# EXERCISE DETAILS
Show each line of the entries below in which the word "Debug" appears.

Records from a data collection:
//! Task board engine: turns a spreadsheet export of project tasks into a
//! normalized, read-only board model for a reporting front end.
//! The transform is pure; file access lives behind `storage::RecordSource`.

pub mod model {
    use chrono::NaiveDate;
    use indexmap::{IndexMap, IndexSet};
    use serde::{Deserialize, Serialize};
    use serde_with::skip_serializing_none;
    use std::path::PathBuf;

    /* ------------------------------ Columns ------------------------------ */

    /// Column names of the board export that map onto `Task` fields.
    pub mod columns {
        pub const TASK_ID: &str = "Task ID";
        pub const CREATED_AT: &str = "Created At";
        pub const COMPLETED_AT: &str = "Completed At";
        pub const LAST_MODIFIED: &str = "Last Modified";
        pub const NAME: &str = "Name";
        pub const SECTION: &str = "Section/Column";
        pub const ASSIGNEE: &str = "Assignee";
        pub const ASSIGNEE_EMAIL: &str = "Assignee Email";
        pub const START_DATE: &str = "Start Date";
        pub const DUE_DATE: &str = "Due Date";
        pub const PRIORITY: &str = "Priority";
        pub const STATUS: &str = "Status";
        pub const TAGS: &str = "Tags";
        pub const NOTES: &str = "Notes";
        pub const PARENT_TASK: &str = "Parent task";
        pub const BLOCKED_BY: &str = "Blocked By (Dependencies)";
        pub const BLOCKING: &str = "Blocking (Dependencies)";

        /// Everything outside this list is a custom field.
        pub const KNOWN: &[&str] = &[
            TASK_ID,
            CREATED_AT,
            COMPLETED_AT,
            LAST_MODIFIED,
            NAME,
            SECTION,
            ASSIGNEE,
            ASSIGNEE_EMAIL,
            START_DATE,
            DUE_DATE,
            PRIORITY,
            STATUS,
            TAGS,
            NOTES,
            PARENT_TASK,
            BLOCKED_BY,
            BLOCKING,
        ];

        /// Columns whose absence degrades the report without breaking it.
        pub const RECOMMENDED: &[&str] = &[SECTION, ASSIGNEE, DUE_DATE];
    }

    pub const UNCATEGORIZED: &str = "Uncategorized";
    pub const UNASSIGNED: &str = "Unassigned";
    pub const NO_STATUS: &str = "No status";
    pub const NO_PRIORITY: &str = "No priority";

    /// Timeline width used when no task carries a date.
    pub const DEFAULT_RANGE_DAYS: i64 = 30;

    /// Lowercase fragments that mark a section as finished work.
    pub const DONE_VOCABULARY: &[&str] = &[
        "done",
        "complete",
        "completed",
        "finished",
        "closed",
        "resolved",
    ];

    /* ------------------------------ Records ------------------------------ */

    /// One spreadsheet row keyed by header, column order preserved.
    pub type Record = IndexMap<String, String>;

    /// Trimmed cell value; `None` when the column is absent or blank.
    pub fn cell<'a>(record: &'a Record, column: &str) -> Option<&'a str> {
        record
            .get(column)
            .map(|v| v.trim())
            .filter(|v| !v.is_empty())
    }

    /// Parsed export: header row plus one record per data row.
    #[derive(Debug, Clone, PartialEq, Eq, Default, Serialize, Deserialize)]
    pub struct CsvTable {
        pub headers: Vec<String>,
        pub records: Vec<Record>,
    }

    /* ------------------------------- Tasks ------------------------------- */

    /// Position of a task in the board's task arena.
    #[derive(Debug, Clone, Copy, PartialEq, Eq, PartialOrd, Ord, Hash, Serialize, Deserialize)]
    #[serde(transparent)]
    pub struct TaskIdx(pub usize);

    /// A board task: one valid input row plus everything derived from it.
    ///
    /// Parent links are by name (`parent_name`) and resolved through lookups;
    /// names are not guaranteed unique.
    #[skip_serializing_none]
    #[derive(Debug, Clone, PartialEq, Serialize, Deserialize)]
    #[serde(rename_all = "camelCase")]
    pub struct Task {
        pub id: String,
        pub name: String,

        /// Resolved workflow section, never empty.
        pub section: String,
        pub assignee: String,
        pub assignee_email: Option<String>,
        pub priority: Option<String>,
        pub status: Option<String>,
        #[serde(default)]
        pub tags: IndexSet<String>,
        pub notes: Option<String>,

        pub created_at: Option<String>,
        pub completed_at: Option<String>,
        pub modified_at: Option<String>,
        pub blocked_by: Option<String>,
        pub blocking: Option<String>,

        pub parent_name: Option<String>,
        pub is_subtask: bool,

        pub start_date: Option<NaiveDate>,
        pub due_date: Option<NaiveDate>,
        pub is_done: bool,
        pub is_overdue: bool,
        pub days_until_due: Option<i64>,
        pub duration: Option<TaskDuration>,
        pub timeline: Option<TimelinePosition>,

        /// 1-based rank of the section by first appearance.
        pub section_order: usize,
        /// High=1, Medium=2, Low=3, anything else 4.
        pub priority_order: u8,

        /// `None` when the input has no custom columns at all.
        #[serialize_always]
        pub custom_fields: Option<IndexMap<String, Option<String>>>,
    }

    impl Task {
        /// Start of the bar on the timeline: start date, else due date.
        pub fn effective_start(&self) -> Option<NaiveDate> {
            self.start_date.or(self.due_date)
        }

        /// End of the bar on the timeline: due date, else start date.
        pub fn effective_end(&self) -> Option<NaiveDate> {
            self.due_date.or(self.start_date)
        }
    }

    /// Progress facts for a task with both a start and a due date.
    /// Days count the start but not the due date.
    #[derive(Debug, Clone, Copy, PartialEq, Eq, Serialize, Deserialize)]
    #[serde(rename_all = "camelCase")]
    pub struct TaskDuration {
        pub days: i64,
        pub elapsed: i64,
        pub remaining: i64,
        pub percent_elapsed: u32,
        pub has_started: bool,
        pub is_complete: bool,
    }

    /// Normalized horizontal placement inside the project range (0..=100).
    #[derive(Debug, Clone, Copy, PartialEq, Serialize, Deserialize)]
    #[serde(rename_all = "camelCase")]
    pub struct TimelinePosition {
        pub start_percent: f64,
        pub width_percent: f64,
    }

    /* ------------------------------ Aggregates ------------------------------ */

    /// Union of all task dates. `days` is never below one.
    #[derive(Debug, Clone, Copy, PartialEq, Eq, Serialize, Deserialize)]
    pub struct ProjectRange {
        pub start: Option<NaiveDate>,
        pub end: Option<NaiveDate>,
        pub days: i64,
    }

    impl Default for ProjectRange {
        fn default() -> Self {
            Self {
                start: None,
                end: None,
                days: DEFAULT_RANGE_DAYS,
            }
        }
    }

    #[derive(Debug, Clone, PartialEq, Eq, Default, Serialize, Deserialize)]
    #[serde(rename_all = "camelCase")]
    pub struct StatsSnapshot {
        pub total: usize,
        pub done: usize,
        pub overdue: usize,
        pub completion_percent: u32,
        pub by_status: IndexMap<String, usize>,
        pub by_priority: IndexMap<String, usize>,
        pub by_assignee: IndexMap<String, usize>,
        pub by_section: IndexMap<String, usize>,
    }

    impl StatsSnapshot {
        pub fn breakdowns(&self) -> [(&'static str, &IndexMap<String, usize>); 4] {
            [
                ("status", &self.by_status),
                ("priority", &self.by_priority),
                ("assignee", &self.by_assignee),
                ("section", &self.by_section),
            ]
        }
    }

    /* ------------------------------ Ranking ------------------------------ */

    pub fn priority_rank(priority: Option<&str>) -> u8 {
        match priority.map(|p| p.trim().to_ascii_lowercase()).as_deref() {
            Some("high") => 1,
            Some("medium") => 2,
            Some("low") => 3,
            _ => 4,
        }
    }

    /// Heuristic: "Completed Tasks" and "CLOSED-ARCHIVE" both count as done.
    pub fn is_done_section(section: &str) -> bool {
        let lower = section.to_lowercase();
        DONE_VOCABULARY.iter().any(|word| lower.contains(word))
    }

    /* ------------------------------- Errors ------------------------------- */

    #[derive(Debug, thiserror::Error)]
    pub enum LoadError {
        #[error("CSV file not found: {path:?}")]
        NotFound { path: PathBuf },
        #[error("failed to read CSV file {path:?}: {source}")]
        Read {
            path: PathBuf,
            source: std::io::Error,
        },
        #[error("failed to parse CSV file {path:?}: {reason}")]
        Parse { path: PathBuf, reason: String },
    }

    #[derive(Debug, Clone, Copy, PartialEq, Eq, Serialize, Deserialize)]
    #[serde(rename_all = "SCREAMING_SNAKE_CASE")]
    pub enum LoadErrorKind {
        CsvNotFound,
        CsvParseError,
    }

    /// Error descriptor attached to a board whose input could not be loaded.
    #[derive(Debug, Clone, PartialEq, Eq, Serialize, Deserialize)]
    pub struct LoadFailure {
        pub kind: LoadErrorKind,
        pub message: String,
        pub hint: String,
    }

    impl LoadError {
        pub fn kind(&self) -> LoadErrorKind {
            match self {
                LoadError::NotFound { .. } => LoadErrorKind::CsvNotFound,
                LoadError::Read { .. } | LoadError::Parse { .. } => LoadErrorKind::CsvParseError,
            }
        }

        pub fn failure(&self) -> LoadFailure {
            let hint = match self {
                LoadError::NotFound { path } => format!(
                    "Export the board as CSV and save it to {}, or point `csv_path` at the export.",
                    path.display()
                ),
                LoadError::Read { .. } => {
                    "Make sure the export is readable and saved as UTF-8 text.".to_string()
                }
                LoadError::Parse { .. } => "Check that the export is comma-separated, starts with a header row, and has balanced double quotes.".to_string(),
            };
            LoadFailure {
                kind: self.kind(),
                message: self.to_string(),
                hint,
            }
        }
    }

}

---

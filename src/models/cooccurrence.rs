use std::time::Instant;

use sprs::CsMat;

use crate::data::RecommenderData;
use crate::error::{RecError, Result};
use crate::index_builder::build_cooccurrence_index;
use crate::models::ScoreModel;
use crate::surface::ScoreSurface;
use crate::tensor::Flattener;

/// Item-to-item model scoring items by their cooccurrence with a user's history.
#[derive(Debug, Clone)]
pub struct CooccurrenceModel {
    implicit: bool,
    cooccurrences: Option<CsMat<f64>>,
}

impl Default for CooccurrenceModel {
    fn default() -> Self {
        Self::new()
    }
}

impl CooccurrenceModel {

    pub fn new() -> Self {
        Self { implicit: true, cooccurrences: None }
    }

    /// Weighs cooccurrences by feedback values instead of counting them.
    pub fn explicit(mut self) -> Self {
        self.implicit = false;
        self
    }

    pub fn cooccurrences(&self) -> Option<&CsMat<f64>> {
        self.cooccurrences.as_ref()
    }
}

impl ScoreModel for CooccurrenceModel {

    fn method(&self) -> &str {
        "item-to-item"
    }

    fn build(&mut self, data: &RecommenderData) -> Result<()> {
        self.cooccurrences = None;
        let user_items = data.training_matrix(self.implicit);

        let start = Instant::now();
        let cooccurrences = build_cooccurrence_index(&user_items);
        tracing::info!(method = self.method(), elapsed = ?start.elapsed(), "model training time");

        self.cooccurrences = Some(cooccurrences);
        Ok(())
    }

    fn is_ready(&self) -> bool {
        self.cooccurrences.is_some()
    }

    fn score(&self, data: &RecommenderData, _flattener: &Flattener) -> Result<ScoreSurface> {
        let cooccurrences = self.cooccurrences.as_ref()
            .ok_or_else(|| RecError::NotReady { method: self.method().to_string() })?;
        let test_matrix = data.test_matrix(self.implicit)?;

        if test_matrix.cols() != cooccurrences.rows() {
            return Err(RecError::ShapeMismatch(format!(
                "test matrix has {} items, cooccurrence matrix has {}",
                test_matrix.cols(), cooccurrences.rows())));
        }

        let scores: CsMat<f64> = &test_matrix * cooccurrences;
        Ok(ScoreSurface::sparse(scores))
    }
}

# EXERCISE ANSWER
    #[derive(Debug, Clone, PartialEq, Eq, Default, Serialize, Deserialize)]
    #[derive(Debug, Clone, Copy, PartialEq, Eq, PartialOrd, Ord, Hash, Serialize, Deserialize)]
    #[derive(Debug, Clone, PartialEq, Serialize, Deserialize)]
    #[derive(Debug, Clone, Copy, PartialEq, Eq, Serialize, Deserialize)]
    #[derive(Debug, Clone, Copy, PartialEq, Serialize, Deserialize)]
    #[derive(Debug, Clone, Copy, PartialEq, Eq, Serialize, Deserialize)]
    #[derive(Debug, Clone, PartialEq, Eq, Default, Serialize, Deserialize)]
    #[derive(Debug, thiserror::Error)]
    #[derive(Debug, Clone, Copy, PartialEq, Eq, Serialize, Deserialize)]
    #[derive(Debug, Clone, PartialEq, Eq, Serialize, Deserialize)]
#[derive(Debug, Clone)]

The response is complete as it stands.